Há algo de novo nos Detonautas. Os garotos tatuados que apareceram com o hit Quando o Sol Se For estão mais maduros, e talvez, isso não seja o efeito de alguns anos na estrada, e sim, o efeito da realidade.
Retorno de Saturno é o primeiro disco gravado pela banda depois da morte do guitarrista Rodrigo Neto, morto numa tentativa de assalto no Rio de Janeiro, em junho de 2006.
A primeira faixa, que dá nome ao disco, já mostra que a banda amadureceu melodicamente. Com um riff contagiante, a música tem tudo pra ser hit.
Na sequência, Nada é sempre igual, uma música que fala de amor, e Verdades do Mundo, faixa na qual Tico dialoga com o amigo perdido na guerra urbana do Rio, começando a música com o verso “Te encontro nas ruas, até de olhos fechados (…)”.
O amor é o tema principal do disco, sendo discutido em todas as faixas. É da música Só Pelo Bem Querer um dos melhores, senão o melhor, verso do disco. “O amor é o desejo de encontrar alguém que viva sinceramente a liberdade de amar alguém só pelo bem querer”.
Lógica é outra canção com cara de hit, que traz sintetizadores contagiantes no refrão e uma letra que questiona a lógica dos caminhos que cada um de nós seguimos mundo afora.
Tanto Faz e Soldado de Chumbo são duas das melhores músicas do álbum, esta última com um final divertido, apesar do último verso “eu não tenho mais vontade de te amar”, seguido de aplausos.
O amor dá espaço ao ativismo político e social do grupo em duas faixas: “Enquanto houver, uma canção leve, com versos como “meu amor/ enquanto isso no Congresso/ eles roubam o país” ou “eles não querem o futuro da nação”, e Eu Vou Vomitar em Você, na qual a base – e o refrão – da música Aa Uu Licença poética ou vontade de fazer a sua Aa Uu? Vai saber.
Apesar de mais sérios, a banda continua fazendo uma música facilmente abraçada pelo mercado, mas aposta também em canções mais difíceis, como é o caso de Ensaio Sobre a Cegueira – sim, nome do livro de José Saramago. A música tem aproximadamente oito minutos de duração e abre espaço para o poeta Edu Planchêz recitar uma de suas poesias, “Filhos da Morte Burra”.
O time do Detonautas continua o mesmo: Fábio Brasil (bateria), Tchello (baixo) DJ Cleston (percussão, scratches e efeitos), Renato Rocha (violão e guitarras) e Tico Santa Cruz (violão e vocais). Mas definitivamente, há algo diferente no ar.

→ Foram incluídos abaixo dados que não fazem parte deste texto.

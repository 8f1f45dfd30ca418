//! Sign-up and account editing.

use axum::{
    Form,
    extract::State,
    http::StatusCode,
    response::{Html, IntoResponse, Redirect, Response},
};
use axum_extra::extract::CookieJar;
use gatehouse_accounts::{AccountError, AccountUpdate, Registration};
use std::sync::Arc;

use super::{AppState, ClientIp, OptionalAuth, RequireAuth, start_session};
use crate::error::AuthError;
use crate::views;

/// Shows the sign-up form.
pub async fn new(
    State(state): State<Arc<AppState>>,
    OptionalAuth(current): OptionalAuth,
) -> Result<Response, AuthError> {
    if current.is_some() {
        return Ok(Redirect::to("/").into_response());
    }
    Ok(Html(views::sign_up(state.accounts.config(), "", "", &[])?).into_response())
}

/// Creates an account, gives it the default role, and signs it in.
pub async fn create(
    State(state): State<Arc<AppState>>,
    ClientIp(ip): ClientIp,
    jar: CookieJar,
    Form(form): Form<Registration>,
) -> Result<Response, AuthError> {
    let email = form.email.clone();
    let name = form.name.clone().unwrap_or_default();

    let user = match state.accounts.register(form).await {
        Ok(user) => user,
        Err(AccountError::Validation(errors)) => {
            let page = views::sign_up(
                state.accounts.config(),
                &email,
                &name,
                &errors.full_messages(),
            )?;
            return Ok((StatusCode::UNPROCESSABLE_ENTITY, Html(page)).into_response());
        }
        Err(e) => return Err(e.into()),
    };
    let user = state.accounts.ensure_default_role(user).await?;

    let (jar, _user) = start_session(&state, jar, user, ip, false).await?;
    Ok((jar, Redirect::to("/")).into_response())
}

/// Shows the account edit form.
pub async fn edit(RequireAuth(current): RequireAuth) -> Result<Html<String>, AuthError> {
    Ok(Html(views::edit_account(&current.user, &[])?))
}

/// Applies an account edit.
pub async fn update(
    State(state): State<Arc<AppState>>,
    RequireAuth(current): RequireAuth,
    Form(form): Form<AccountUpdate>,
) -> Result<Response, AuthError> {
    match state.accounts.update_account(current.user.id(), form).await {
        Ok(_) => Ok(Redirect::to("/").into_response()),
        Err(AccountError::Validation(errors)) => {
            let page = views::edit_account(&current.user, &errors.full_messages())?;
            Ok((StatusCode::UNPROCESSABLE_ENTITY, Html(page)).into_response())
        }
        Err(e) => Err(e.into()),
    }
}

Apesar das composições de Tico Santa Cruz terem ganhando uma nova cara de uns tempos pra cá – as letras estão cada vez mais abstratas e sérias, chegando a ser levemente pessistas em alguns momentos – é um pouco pretensioso comparar seu atual trabalho com o de Renato Russo, como sugere o texto de apresentação do disco.
O clima de Retorno de Saturno é de melancolia e angústia, seja pelo que já aconteceu, pelo que não vai ser diferente, ou pelo que ainda vai acontecer. Algumas bandas descobrem o seu melhor depois de experiências trágicas. Pode-se dizer, que esse é o caso do Detonautas Roque Clube, que subiu dois degraus, de uma longa escadaria.